EXERCISE MATERIALS

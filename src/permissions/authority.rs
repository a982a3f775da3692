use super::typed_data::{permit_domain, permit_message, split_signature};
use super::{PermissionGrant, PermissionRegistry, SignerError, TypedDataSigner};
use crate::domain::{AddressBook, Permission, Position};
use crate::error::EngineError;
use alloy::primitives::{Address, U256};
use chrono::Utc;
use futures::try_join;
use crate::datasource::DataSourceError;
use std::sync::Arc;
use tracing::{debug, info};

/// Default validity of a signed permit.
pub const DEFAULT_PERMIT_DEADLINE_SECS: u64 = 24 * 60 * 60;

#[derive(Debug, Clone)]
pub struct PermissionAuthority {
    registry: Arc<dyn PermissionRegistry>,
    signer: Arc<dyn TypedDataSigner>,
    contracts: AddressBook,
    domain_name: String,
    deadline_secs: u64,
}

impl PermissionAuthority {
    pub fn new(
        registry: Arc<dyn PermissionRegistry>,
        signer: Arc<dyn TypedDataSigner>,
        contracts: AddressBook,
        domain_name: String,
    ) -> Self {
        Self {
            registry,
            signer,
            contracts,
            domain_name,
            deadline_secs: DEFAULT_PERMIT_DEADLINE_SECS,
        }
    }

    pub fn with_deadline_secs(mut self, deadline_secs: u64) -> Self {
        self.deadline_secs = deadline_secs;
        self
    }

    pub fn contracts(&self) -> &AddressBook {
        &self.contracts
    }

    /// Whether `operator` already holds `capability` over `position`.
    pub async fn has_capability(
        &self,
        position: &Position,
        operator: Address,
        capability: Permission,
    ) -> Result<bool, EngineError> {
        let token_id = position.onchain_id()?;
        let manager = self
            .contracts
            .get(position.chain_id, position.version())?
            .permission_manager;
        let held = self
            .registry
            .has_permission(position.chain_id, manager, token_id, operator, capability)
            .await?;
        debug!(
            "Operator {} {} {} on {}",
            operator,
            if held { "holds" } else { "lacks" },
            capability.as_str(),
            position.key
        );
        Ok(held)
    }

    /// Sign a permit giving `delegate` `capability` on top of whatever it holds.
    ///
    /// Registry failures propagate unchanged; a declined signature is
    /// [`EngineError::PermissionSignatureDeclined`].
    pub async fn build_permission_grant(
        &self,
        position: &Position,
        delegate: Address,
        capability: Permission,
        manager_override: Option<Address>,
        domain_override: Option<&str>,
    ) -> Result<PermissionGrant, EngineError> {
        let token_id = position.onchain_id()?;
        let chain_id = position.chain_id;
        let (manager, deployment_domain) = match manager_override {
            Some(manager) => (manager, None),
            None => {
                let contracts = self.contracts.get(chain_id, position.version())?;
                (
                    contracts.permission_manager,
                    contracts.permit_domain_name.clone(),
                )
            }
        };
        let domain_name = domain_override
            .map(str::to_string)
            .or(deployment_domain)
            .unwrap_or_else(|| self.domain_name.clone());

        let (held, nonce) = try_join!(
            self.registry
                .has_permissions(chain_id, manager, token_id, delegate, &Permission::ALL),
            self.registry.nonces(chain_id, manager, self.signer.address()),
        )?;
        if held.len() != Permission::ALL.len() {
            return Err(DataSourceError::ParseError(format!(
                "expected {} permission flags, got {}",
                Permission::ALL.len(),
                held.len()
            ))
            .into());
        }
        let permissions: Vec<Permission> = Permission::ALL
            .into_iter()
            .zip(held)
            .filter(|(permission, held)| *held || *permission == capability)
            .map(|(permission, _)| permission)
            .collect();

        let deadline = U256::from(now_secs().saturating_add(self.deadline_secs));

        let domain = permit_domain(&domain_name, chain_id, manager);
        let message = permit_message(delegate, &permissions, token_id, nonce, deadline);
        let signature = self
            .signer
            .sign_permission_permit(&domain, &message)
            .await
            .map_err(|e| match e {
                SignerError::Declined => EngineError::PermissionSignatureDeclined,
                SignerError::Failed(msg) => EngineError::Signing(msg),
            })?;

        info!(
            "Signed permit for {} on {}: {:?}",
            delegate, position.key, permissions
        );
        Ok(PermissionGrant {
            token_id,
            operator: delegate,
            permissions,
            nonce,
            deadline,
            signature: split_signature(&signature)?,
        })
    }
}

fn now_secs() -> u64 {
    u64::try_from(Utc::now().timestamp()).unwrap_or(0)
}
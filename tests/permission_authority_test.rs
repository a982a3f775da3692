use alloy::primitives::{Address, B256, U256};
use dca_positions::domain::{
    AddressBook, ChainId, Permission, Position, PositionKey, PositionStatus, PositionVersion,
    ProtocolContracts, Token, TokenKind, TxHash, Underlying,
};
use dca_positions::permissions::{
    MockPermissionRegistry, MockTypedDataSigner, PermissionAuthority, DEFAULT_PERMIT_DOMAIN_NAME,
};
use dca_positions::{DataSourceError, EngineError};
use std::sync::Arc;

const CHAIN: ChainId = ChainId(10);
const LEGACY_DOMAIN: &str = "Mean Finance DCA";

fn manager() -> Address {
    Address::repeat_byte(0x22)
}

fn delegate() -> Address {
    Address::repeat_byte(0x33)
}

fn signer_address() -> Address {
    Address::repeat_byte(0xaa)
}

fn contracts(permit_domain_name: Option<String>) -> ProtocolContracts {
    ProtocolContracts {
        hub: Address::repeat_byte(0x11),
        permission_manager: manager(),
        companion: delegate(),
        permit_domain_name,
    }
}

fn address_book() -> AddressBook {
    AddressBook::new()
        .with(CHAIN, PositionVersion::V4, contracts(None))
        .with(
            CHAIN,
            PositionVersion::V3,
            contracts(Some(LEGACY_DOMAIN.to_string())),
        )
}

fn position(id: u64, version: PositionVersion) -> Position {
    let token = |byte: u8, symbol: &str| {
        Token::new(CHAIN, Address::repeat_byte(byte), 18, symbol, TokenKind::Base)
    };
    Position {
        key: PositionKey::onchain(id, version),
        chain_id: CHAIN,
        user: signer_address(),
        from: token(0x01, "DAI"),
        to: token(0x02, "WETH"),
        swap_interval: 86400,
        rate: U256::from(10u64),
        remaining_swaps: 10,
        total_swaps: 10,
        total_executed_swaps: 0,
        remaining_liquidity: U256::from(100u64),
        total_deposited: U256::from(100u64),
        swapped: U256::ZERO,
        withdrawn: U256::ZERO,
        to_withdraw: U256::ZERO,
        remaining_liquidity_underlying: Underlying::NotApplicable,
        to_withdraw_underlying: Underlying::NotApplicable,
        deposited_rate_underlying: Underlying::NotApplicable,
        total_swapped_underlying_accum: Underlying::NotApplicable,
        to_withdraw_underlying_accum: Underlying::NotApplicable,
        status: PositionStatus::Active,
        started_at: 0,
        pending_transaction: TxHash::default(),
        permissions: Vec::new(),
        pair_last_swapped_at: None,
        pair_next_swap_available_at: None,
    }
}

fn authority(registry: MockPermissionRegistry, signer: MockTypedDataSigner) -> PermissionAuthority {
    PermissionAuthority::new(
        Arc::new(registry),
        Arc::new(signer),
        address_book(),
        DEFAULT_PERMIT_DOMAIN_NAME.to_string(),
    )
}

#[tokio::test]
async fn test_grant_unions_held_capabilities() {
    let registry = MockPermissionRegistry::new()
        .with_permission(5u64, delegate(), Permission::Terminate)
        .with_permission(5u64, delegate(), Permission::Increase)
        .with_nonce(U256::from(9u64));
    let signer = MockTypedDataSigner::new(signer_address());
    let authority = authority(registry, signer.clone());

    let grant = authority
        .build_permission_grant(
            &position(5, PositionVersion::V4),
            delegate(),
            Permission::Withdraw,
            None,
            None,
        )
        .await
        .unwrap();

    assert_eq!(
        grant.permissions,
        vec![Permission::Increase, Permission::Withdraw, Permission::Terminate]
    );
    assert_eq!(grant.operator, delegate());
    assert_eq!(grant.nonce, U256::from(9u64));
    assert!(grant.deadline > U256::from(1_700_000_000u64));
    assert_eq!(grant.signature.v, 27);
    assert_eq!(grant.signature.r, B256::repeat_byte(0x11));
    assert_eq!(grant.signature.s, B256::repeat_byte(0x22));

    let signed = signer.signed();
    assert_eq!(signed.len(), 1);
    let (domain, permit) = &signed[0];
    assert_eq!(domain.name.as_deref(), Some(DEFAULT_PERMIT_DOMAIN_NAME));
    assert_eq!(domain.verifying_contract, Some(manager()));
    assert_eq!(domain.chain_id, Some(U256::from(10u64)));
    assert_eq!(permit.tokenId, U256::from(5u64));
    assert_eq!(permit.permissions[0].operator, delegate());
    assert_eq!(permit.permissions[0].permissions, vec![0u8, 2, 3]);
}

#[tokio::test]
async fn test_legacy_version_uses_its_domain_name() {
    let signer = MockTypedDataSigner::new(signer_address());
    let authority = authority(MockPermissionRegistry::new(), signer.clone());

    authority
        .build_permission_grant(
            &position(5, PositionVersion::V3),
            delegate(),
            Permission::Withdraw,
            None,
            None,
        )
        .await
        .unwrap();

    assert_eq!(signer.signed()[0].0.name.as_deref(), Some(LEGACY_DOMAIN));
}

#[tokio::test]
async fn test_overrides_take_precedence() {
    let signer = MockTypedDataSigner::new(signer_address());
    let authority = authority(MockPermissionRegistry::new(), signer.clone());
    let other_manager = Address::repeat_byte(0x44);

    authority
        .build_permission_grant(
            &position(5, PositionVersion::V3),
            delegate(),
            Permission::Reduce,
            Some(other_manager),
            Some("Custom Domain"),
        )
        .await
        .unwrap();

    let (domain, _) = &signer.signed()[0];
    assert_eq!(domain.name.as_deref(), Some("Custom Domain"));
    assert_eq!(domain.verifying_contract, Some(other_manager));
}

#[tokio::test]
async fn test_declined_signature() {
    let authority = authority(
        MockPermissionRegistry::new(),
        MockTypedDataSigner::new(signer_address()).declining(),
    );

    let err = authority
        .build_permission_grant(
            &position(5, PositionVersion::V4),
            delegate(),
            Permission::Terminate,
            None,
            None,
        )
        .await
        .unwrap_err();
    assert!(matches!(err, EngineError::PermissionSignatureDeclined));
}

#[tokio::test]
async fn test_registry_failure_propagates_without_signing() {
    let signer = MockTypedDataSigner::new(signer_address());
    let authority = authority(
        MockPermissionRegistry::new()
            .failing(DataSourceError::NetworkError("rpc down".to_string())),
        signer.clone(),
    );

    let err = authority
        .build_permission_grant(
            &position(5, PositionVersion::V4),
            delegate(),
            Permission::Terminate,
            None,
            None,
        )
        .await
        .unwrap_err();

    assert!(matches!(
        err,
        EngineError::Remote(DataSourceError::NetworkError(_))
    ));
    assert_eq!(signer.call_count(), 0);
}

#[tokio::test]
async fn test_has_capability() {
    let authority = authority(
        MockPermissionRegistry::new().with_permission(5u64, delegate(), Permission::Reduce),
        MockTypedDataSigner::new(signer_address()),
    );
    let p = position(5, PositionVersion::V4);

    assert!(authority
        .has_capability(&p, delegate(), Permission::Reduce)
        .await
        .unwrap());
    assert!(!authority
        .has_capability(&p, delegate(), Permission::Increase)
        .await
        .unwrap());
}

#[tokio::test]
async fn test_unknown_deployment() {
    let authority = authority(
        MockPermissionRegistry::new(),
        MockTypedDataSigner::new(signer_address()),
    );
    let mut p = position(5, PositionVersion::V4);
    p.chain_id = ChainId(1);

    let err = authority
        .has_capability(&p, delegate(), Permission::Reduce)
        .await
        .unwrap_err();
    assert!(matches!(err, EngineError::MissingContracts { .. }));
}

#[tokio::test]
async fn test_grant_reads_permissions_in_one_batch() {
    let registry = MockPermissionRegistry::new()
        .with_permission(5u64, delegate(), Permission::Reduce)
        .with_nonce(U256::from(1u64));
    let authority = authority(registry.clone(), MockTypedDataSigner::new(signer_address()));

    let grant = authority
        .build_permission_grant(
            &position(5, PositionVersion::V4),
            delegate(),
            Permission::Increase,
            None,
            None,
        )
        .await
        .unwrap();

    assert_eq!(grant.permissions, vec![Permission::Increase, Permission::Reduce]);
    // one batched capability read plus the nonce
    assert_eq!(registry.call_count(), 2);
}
---
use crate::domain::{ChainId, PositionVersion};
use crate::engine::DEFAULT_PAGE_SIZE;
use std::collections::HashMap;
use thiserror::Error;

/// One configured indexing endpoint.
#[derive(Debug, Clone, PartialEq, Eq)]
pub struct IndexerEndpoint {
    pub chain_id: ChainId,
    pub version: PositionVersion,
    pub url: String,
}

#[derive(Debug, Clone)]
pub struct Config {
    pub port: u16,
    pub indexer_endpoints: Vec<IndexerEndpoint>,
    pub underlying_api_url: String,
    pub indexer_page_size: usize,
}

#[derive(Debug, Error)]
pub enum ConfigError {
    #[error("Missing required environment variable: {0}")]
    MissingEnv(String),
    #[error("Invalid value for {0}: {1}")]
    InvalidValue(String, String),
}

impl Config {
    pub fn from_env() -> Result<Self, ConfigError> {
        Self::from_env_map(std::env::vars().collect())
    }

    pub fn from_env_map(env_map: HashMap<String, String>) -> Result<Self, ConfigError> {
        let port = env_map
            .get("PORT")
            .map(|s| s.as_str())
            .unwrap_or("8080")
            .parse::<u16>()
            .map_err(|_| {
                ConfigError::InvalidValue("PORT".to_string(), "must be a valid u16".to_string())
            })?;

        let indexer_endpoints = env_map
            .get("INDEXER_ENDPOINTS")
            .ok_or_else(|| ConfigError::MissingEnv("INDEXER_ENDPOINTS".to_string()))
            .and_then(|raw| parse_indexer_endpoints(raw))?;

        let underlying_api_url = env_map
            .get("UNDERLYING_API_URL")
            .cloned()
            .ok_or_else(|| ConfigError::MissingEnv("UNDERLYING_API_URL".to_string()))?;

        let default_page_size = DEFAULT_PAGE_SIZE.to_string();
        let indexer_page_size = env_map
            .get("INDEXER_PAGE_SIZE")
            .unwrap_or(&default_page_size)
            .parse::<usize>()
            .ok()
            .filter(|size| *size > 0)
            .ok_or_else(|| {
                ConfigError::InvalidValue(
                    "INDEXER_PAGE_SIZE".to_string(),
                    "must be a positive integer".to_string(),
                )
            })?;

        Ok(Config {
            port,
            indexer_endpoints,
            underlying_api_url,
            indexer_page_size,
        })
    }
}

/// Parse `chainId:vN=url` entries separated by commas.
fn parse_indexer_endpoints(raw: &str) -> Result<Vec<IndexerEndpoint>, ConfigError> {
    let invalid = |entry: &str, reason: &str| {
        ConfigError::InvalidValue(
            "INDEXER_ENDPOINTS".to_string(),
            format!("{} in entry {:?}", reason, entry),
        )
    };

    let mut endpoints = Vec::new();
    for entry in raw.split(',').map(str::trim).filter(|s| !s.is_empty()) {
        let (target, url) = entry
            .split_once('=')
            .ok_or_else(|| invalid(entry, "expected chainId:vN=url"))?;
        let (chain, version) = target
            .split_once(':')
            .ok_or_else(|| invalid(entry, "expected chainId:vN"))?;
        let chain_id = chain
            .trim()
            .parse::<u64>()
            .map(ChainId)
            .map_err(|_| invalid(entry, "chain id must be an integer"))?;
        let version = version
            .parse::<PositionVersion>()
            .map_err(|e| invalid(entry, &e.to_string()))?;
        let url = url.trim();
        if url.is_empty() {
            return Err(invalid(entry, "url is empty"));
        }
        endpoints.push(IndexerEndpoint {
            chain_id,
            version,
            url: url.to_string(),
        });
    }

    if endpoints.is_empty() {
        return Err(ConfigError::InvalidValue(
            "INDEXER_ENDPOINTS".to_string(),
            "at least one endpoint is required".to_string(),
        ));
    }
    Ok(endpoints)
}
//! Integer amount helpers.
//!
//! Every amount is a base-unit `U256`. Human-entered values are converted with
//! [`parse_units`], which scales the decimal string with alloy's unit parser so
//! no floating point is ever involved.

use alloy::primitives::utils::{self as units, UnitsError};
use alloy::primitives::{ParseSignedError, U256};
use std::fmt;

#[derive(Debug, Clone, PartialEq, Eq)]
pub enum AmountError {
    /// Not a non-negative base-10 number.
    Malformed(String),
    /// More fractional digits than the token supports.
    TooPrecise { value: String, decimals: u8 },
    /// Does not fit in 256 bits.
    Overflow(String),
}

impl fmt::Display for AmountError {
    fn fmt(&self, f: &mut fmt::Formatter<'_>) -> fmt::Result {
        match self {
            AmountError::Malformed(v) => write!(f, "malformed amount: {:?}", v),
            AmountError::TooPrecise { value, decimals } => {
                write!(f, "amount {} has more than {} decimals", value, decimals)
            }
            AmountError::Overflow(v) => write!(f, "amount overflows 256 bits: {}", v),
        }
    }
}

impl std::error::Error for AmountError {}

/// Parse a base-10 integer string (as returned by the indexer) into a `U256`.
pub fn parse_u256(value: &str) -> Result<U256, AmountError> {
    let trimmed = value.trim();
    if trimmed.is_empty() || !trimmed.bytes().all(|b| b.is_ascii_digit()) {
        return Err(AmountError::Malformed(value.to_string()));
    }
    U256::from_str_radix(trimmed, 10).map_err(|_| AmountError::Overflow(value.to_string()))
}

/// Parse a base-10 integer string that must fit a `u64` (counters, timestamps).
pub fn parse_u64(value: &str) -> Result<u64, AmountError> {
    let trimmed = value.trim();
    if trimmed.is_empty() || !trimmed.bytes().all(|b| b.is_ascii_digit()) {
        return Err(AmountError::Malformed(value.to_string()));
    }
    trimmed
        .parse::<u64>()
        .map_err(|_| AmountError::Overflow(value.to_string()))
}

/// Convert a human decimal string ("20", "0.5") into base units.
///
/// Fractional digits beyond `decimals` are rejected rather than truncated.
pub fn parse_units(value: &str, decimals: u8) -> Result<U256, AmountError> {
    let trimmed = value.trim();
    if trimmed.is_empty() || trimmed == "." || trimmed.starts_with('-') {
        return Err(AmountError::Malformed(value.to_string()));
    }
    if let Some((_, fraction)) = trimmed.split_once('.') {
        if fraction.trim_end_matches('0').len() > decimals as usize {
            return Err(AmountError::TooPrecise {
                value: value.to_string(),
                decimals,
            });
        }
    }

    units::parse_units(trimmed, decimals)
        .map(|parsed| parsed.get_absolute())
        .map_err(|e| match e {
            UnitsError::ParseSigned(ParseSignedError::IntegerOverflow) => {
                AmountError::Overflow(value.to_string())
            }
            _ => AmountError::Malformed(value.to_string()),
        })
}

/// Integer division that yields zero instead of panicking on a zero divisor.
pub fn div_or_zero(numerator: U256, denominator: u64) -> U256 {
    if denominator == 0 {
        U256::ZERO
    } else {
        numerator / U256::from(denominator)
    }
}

EXERCISE DETAILS
Taking the line with "let held = self" as the first and the line with "let (manager, deployment_domain)" as the last, retype that stretch of the data above exactly, with no other lines.

RESPONSE BOX
        let held = self
            .registry
            .has_permission(position.chain_id, manager, token_id, operator, capability)
            .await?;
        debug!(
            "Operator {} {} {} on {}",
            operator,
            if held { "holds" } else { "lacks" },
            capability.as_str(),
            position.key
        );
        Ok(held)
    }

    /// Sign a permit giving `delegate` `capability` on top of whatever it holds.
    ///
    /// Registry failures propagate unchanged; a declined signature is
    /// [`EngineError::PermissionSignatureDeclined`].
    pub async fn build_permission_grant(
        &self,
        position: &Position,
        delegate: Address,
        capability: Permission,
        manager_override: Option<Address>,
        domain_override: Option<&str>,
    ) -> Result<PermissionGrant, EngineError> {
        let token_id = position.onchain_id()?;
        let chain_id = position.chain_id;
        let (manager, deployment_domain) = match manager_override {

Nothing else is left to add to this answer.